Alex Kontorovich (Mar 05 2024 at 13:17):
Exactly. And then we have blueprint scrape out the TeX and make a dependency graph, etc… I find it really fun and productive to work this way…
Kevin Buzzard (Mar 05 2024 at 14:18):
Oh this hadn't occurred to me! I have a bunch of LaTeX which Taylor wrote on FLT, I should try this :-)
Alex Kontorovich (Mar 05 2024 at 22:11):
Here’s the script we wrote to execute this: https://github.com/ianjauslin-rutgers/leanblueprint-extract
Kevin Buzzard (Mar 05 2024 at 22:17):
So lemme get this straight. You're writing the latex blueprint first, dumping it into a lean file in comments, and then using copilot to write the corresponding lean code, and then doing a final edit on the blueprint to add in the name of the lean function which you got copilot to help you generate?

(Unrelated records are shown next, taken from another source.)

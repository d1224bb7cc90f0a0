use clap::Parser;
use image::{ImageReader, Rgb};
use std::path::PathBuf;
use std::sync::Arc;

use boxtrace::detection::code::{CodeReader, QrCodeReader, StaticCodeReader};
use boxtrace::detection::overlay::draw_regions;
use boxtrace::{DetectionParams, OutputWriter, SpecimenLabel, build_standard_pipeline};

#[derive(Parser)]
#[command(name = "boxtrace")]
#[command(about = "Extract labelled specimen frames from photos")]
struct Cli {
    /// Path to input image file
    #[arg(value_name = "IMAGE")]
    image_path: PathBuf,

    /// Root directory for extracted frames
    #[arg(value_name = "OUTPUT_DIR")]
    output_dir: PathBuf,

    /// Number of labelled specimens expected in the photo
    #[arg(value_name = "EXPECTED")]
    expected: usize,

    /// Frames are lighter than the backdrop
    #[arg(long)]
    inverted: bool,

    /// Minimum frame width and height in pixels
    #[arg(long, default_value_t = 600)]
    frame_min_size: u32,

    /// Minimum specimen blob width and height in pixels
    #[arg(long, default_value_t = 30)]
    blob_min_size: u32,

    /// How many pixels of missing edge the tracer will jump
    #[arg(long, default_value_t = 20)]
    gap_width: u32,

    /// Use this label for every frame instead of decoding QR codes
    #[arg(long, value_name = "TEXT")]
    label: Option<String>,

    /// Save the input with detected frames outlined
    #[arg(long, value_name = "PNG")]
    overlay: Option<PathBuf>,

    /// Save debug outputs to directory (must be empty)
    #[arg(long, value_name = "DIR")]
    debug_out: Option<PathBuf>,

    /// Enable verbose output
    #[arg(short, long)]
    verbose: bool,
}

fn main() -> anyhow::Result<()> {
    let args = Cli::parse();

    let default_level = if args.verbose { "debug" } else { "info" };
    env_logger::Builder::from_env(env_logger::Env::default().default_filter_or(default_level)).init();

    log::debug!("Loading image: {:?}", args.image_path);
    let img = ImageReader::open(&args.image_path)?
        .decode()
        .map_err(|e| anyhow::anyhow!("Failed to decode image: {}", e))?;
    log::debug!("Image loaded: {}x{}", img.width(), img.height());

    let params = DetectionParams::new()
        .with_inverted(args.inverted)
        .with_frame_min_size(args.frame_min_size)
        .with_blob_min_size(args.blob_min_size)
        .with_gap_width(args.gap_width);

    let reader: Arc<dyn CodeReader> = match args.label {
        Some(text) => Arc::new(StaticCodeReader(Some(text))),
        None => Arc::new(QrCodeReader),
    };

    let mut pipeline = build_standard_pipeline(&params, reader);
    if let Some(debug_dir) = args.debug_out {
        pipeline = pipeline.with_debug(debug_dir)?;
    }

    let results = pipeline.run(img.clone())?;

    if let Some(overlay_path) = &args.overlay {
        let boxes: Vec<_> = results.iter().filter_map(|item| item.bbox).collect();
        draw_regions(&img, &boxes, Rgb([255, 0, 0]), 5)
            .save(overlay_path)
            .map_err(|e| anyhow::anyhow!("Failed to save overlay: {}", e))?;
    }

    let mut writer = OutputWriter::new(&args.output_dir);
    for item in results {
        let Some(text) = item.get_string("code_text") else {
            continue;
        };
        match SpecimenLabel::parse(text) {
            Some(label) => {
                writer.plan(&label, item.image);
            }
            None => log::warn!("Ignoring frame {:?} with unrecognised label '{}'", item.bbox, text),
        }
    }

    let written = writer.write_expected(args.expected)?;

    println!("\n=== Specimen Extraction Results ===");
    println!("Processed {}: wrote {} frames", args.image_path.display(), written.len());
    for path in &written {
        println!("  {}", path.display());
    }

    Ok(())
}
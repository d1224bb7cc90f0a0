use boxtrace::{BoundaryTracer, BrightnessCutoff, WarmColor};
use image::ImageReader;
use std::env;

fn main() -> anyhow::Result<()> {
    let args: Vec<String> = env::args().collect();
    if args.len() < 2 {
        eprintln!("Usage: {} <image_path> [min_size]", args[0]);
        std::process::exit(1);
    }

    let min_size: u32 = match args.get(2) {
        Some(s) => s.parse()?,
        None => 600,
    };

    let img = ImageReader::open(&args[1])?
        .decode()
        .map_err(|e| anyhow::anyhow!("Failed to decode image: {}", e))?
        .to_rgb8();

    println!("Loaded image: {}x{}", img.width(), img.height());

    let cutoff = BrightnessCutoff::from_image(&img, false);
    println!("Brightness cutoff: red < {}", cutoff.threshold);

    let frames = BoundaryTracer::new(&img, cutoff, min_size).find_regions(false);
    println!("\n=== Frames ===");
    println!("Total frames: {}", frames.len());

    for (i, frame) in frames.iter().enumerate() {
        let (x0, y0, x1, y1) = frame.bounds();
        let view = frame.crop();
        let specimen = BoundaryTracer::new(&*view, WarmColor::default(), 30).find_regions(true);
        println!("  {}: ({}, {})-({}, {}) {}x{} specimen={}",
                i + 1, x0, y0, x1, y1, frame.width(), frame.height(), !specimen.is_empty());
    }

    Ok(())
}
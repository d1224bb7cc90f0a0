mod common;

use std::sync::Arc;

use boxtrace::detection::code::StaticCodeReader;
use boxtrace::{DetectionParams, OutputWriter, SpecimenLabel, build_standard_pipeline};
use common::*;

fn params() -> DetectionParams {
    DetectionParams::new().with_frame_min_size(100).with_blob_min_size(30)
}

#[test]
fn test_standard_pipeline_keeps_frames_with_specimens() -> anyhow::Result<()> {
    let reader = Arc::new(StaticCodeReader(Some("{Source_Bed4}{Row_2}".to_string())));
    let pipeline = build_standard_pipeline(&params(), reader);

    let results = pipeline.run(specimen_sheet(&[true, false, true]))?;

    assert_eq!(results.len(), 2);
    let xs: Vec<u32> = results.iter().map(|r| r.bbox.unwrap().x).collect();
    assert_eq!(xs, vec![40, 400]);
    for item in &results {
        assert_eq!(item.image.width(), 140);
        assert_eq!(item.image.height(), 160);
        assert_eq!(item.get_bool("has_blob"), Some(true));
        assert_eq!(item.get_string("code_text"), Some("{Source_Bed4}{Row_2}"));
    }
    Ok(())
}

#[test]
fn test_unreadable_codes_drop_every_frame() -> anyhow::Result<()> {
    let pipeline = build_standard_pipeline(&params(), Arc::new(StaticCodeReader(None)));
    let results = pipeline.run(specimen_sheet(&[true, true]))?;
    assert!(results.is_empty());
    Ok(())
}

#[test]
fn test_partial_run_returns_all_frames() -> anyhow::Result<()> {
    let pipeline = build_standard_pipeline(&params(), Arc::new(StaticCodeReader(None)));
    let frames = pipeline.run_partial(specimen_sheet(&[true, false, true]), 1)?;
    assert_eq!(frames.len(), 3);
    Ok(())
}

#[test]
fn test_inverted_sheet() -> anyhow::Result<()> {
    let mut img = image::RgbImage::from_pixel(300, 260, FRAME);
    fill_rect(&mut img, 40, 40, 199, 219, BACKDROP);
    fill_rect(&mut img, 70, 70, 129, 169, SPECIMEN);

    let reader = Arc::new(StaticCodeReader(Some("{Source_Night}".to_string())));
    let pipeline = build_standard_pipeline(&params().with_inverted(true), reader);
    let results = pipeline.run(image::DynamicImage::ImageRgb8(img))?;

    assert_eq!(results.len(), 1);
    let bbox = results[0].bbox.unwrap();
    assert_eq!((bbox.x, bbox.y, bbox.width, bbox.height), (40, 40, 160, 180));
    Ok(())
}

#[test]
fn test_debug_output_and_written_files() -> anyhow::Result<()> {
    let dir = tempfile::TempDir::new()?;
    let reader = Arc::new(StaticCodeReader(Some("{Source_Bed4}{Row_2}".to_string())));
    let pipeline = build_standard_pipeline(&params(), reader).with_debug(dir.path().join("debug"))?;

    let results = pipeline.run(specimen_sheet(&[true, true]))?;

    assert!(dir.path().join("debug/00_input/01.png").exists());
    assert!(dir.path().join("debug/01_frame_extraction/02.png").exists());
    assert!(dir.path().join("debug/02_blob_filtering/02.png").exists());
    assert!(dir.path().join("debug/03_code_decoding/01.png").exists());

    let mut writer = OutputWriter::new(dir.path().join("out"));
    for item in results {
        let label = SpecimenLabel::parse(item.get_string("code_text").unwrap()).unwrap();
        writer.plan(&label, item.image);
    }
    let written = writer.write_all()?;

    assert_eq!(written.len(), 2);
    assert!(dir.path().join("out/Bed4/{Source_Bed4}{Row_2}{Photo_0}.png").exists());
    assert!(dir.path().join("out/Bed4/{Source_Bed4}{Row_2}{Photo_1}.png").exists());
    Ok(())
}
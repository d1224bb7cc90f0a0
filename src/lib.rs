pub mod detection;
pub mod models;
pub mod output;
pub mod pipeline;

pub use models::Region;
pub use detection::{DetectionParams, build_standard_pipeline};
pub use detection::classifier::{Classifier, BrightnessCutoff, WarmColor};
pub use detection::tracer::{BoundaryTracer, find_regions};
pub use output::{OutputWriter, SpecimenLabel};
pub use pipeline::{
    Pipeline, PipelineData, PipelineStep, PipelineContext,
    BoundingBox, MetadataValue, DebugConfig
};
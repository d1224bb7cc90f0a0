use std::fmt;

use image::{GenericImageView, SubImage};

use crate::pipeline::BoundingBox;

/// Axis-aligned rectangle found inside a raster.
///
/// Bounds are half-open for cropping (`x0 <= x < x1`, `y0 <= y < y1`) but
/// `contains` treats them as inclusive, so a pixel on the far edge of an
/// accepted region is never re-used as a seed.
pub struct Region<'a, I> {
    x0: u32,
    y0: u32,
    x1: u32,
    y1: u32,
    source: &'a I,
}

impl<'a, I: GenericImageView> Region<'a, I> {
    /// Build a region over `source`, silently clamping both corners into the
    /// raster. Trace arithmetic can overshoot by a pixel, so this never fails.
    pub fn new(x0: u32, y0: u32, x1: u32, y1: u32, source: &'a I) -> Self {
        let (width, height) = source.dimensions();
        let x1 = x1.min(width);
        let y1 = y1.min(height);
        Self {
            x0: x0.min(x1),
            y0: y0.min(y1),
            x1,
            y1,
            source,
        }
    }

    pub fn contains(&self, x: u32, y: u32) -> bool {
        x >= self.x0 && x <= self.x1 && y >= self.y0 && y <= self.y1
    }

    /// Read-only view over the backing raster, restricted to this region.
    /// Scan it again with `&*region.crop()`.
    pub fn crop(&self) -> SubImage<&'a I> {
        image::imageops::crop_imm(self.source, self.x0, self.y0, self.width(), self.height())
    }

    pub fn width(&self) -> u32 {
        self.x1 - self.x0
    }

    pub fn height(&self) -> u32 {
        self.y1 - self.y0
    }

    /// `(x0, y0, x1, y1)`
    pub fn bounds(&self) -> (u32, u32, u32, u32) {
        (self.x0, self.y0, self.x1, self.y1)
    }

    pub fn bbox(&self) -> BoundingBox {
        BoundingBox {
            x: self.x0,
            y: self.y0,
            width: self.width(),
            height: self.height(),
        }
    }
}

impl<I> Clone for Region<'_, I> {
    fn clone(&self) -> Self {
        *self
    }
}

impl<I> Copy for Region<'_, I> {}

impl<I> fmt::Debug for Region<'_, I> {
    fn fmt(&self, f: &mut fmt::Formatter<'_>) -> fmt::Result {
        f.debug_struct("Region")
            .field("x0", &self.x0)
            .field("y0", &self.y0)
            .field("x1", &self.x1)
            .field("y1", &self.y1)
            .finish()
    }
}
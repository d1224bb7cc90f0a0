use crate::pipeline::{PipelineData, PipelineStep, PipelineContext, MetadataValue};
use crate::detection::classifier::{BrightnessCutoff, WarmColor};
use crate::detection::code::CodeReader;
use crate::detection::tracer::BoundaryTracer;
use anyhow::Result;
use image::DynamicImage;
use std::sync::Arc;

/// Find dark (or, inverted, light) rectangular frames - splits one photo into many crops
pub struct FrameExtractionStep {
    pub min_size: u32,
    pub gap_width: u32,
    pub inverted: bool,
}

impl PipelineStep for FrameExtractionStep {
    fn process(&self, data: Vec<PipelineData>, _context: &PipelineContext) -> Result<Vec<PipelineData>> {
        let mut result = Vec::new();

        for item in data {
            let rgb = item.image.to_rgb8();
            let cutoff = BrightnessCutoff::from_image(&rgb, self.inverted);
            let regions = BoundaryTracer::new(&rgb, cutoff, self.min_size)
                .with_gap_width(self.gap_width)
                .find_regions(false);

            log::info!("Found {} frames in {}x{} image", regions.len(), rgb.width(), rgb.height());

            // Each frame becomes its own PipelineData
            for (idx, region) in regions.iter().enumerate() {
                let cropped = DynamicImage::ImageRgb8(region.crop().to_image());
                let bbox = region.bbox().offset_by(item.bbox.as_ref());

                let frame = PipelineData::from_region(cropped, item.original.clone(), bbox)
                    .with_metadata("frame_index", MetadataValue::Int(idx as i32));
                result.push(frame);
            }
        }

        Ok(result)
    }

    fn name(&self) -> &str {
        "Frame Extraction"
    }
}

/// Keep only frames that contain at least one blob of the given color
pub struct BlobFilterStep {
    pub min_size: u32,
    pub gap_width: u32,
    pub classifier: WarmColor,
}

impl PipelineStep for BlobFilterStep {
    fn process(&self, data: Vec<PipelineData>, _context: &PipelineContext) -> Result<Vec<PipelineData>> {
        let mut result = Vec::new();

        for item in data {
            let rgb = item.image.to_rgb8();
            let has_blob = !BoundaryTracer::new(&rgb, self.classifier, self.min_size)
                .with_gap_width(self.gap_width)
                .find_regions(true)
                .is_empty();

            if has_blob {
                result.push(item.with_metadata("has_blob", MetadataValue::Bool(true)));
            } else {
                log::debug!("Dropping frame {:?}: no blob found", item.bbox);
            }
        }

        Ok(result)
    }

    fn name(&self) -> &str {
        "Blob Filtering"
    }
}

/// Decode the label printed on each frame, dropping frames without one
pub struct CodeDecodeStep {
    reader: Arc<dyn CodeReader>,
}

impl CodeDecodeStep {
    pub fn new(reader: Arc<dyn CodeReader>) -> Self {
        Self { reader }
    }
}

impl PipelineStep for CodeDecodeStep {
    fn process(&self, data: Vec<PipelineData>, _context: &PipelineContext) -> Result<Vec<PipelineData>> {
        let mut result = Vec::new();

        for item in data {
            match self.reader.decode(&item.image.to_rgb8()) {
                Some(text) => {
                    log::debug!("Decoded '{}' from frame {:?}", text, item.bbox);
                    result.push(item.with_metadata("code_text", MetadataValue::String(text)));
                }
                None => log::warn!("No readable code in frame {:?}", item.bbox),
            }
        }

        Ok(result)
    }

    fn name(&self) -> &str {
        "Code Decoding"
    }
}
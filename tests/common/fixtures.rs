#![allow(dead_code)]

use image::{DynamicImage, Rgb, RgbImage};

pub const BACKDROP: Rgb<u8> = Rgb([225, 225, 225]);
pub const FRAME: Rgb<u8> = Rgb([25, 25, 25]);
pub const SPECIMEN: Rgb<u8> = Rgb([235, 120, 25]);

/// Classifier for the dark frames drawn by these fixtures.
pub fn is_frame(pixel: &Rgb<u8>) -> bool {
    pixel.0[0] < 128
}

/// Creates a blank backdrop of the given size.
pub fn blank(width: u32, height: u32) -> RgbImage {
    RgbImage::from_pixel(width, height, BACKDROP)
}

/// Fills the inclusive rectangle `(x0, y0)..=(x1, y1)`.
pub fn fill_rect(img: &mut RgbImage, x0: u32, y0: u32, x1: u32, y1: u32, color: Rgb<u8>) {
    for y in y0..=y1 {
        for x in x0..=x1 {
            img.put_pixel(x, y, color);
        }
    }
}

/// Creates a specimen sheet with one dark frame per entry, side by side, each
/// 140x160 with an orange specimen inside when `with_specimen` says so.
pub fn specimen_sheet(with_specimen: &[bool]) -> DynamicImage {
    let width = 40 + 180 * with_specimen.len() as u32;
    let mut img = blank(width, 240);
    for (i, &specimen) in with_specimen.iter().enumerate() {
        let x0 = 40 + 180 * i as u32;
        fill_rect(&mut img, x0, 30, x0 + 139, 189, FRAME);
        if specimen {
            fill_rect(&mut img, x0 + 30, 50, x0 + 89, 149, SPECIMEN);
        }
    }
    DynamicImage::ImageRgb8(img)
}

I'm a week or two away from beginning years of doing this, so I'm very interested to hear about your workflow!
Alex Kontorovich (Mar 06 2024 at 17:28):
No, I write the latex blueprint right in the lean file. Let's hop on a zoom call so I can show you...
Patrick Massot (Mar 06 2024 at 17:50):
Isn’t it super painful to loose editor support for TeX? I couldn’t type TeX without the vimtex plugin. Or do you have a trick to simultaneously have Lean and TeX support in your editor?
Kevin Buzzard (Mar 06 2024 at 17:52):
The only TeX support I'm using in my editor (emacs) is ctrl-C ctrl-C to compile, and I could just as easily be pressing up-arrow enter in a terminal.
Patrick Massot (Mar 06 2024 at 17:55):
Your life could be a lot nicer then.
Kevin Buzzard (Mar 06 2024 at 17:56):
yeah but if you don't tell me this then I'll be very happy to learn Alex's tricks.
Alex Kontorovich (Mar 06 2024 at 19:29):
By the way, if you use emacs, then you could get @Paul Nelson's hacks, and see the LaTeX compiled inside the lean!... (I'm very jealous of that feature, which doesn't seem to be available in VSCode. It's almost tempting enough to get me to switch to emacs. Almost...)
Newell Jensen (Mar 06 2024 at 19:42):
Alex Kontorovich said:
By the way, if you use emacs, then you could get Paul Nelson's hacks, and see the LaTeX compiled inside the lean!... (I'm very jealous of that feature, which doesn't seem to be available in VSCode. It's almost tempting enough to get me to switch to emacs. Almost...)
screenshot? I am curious what that looks like.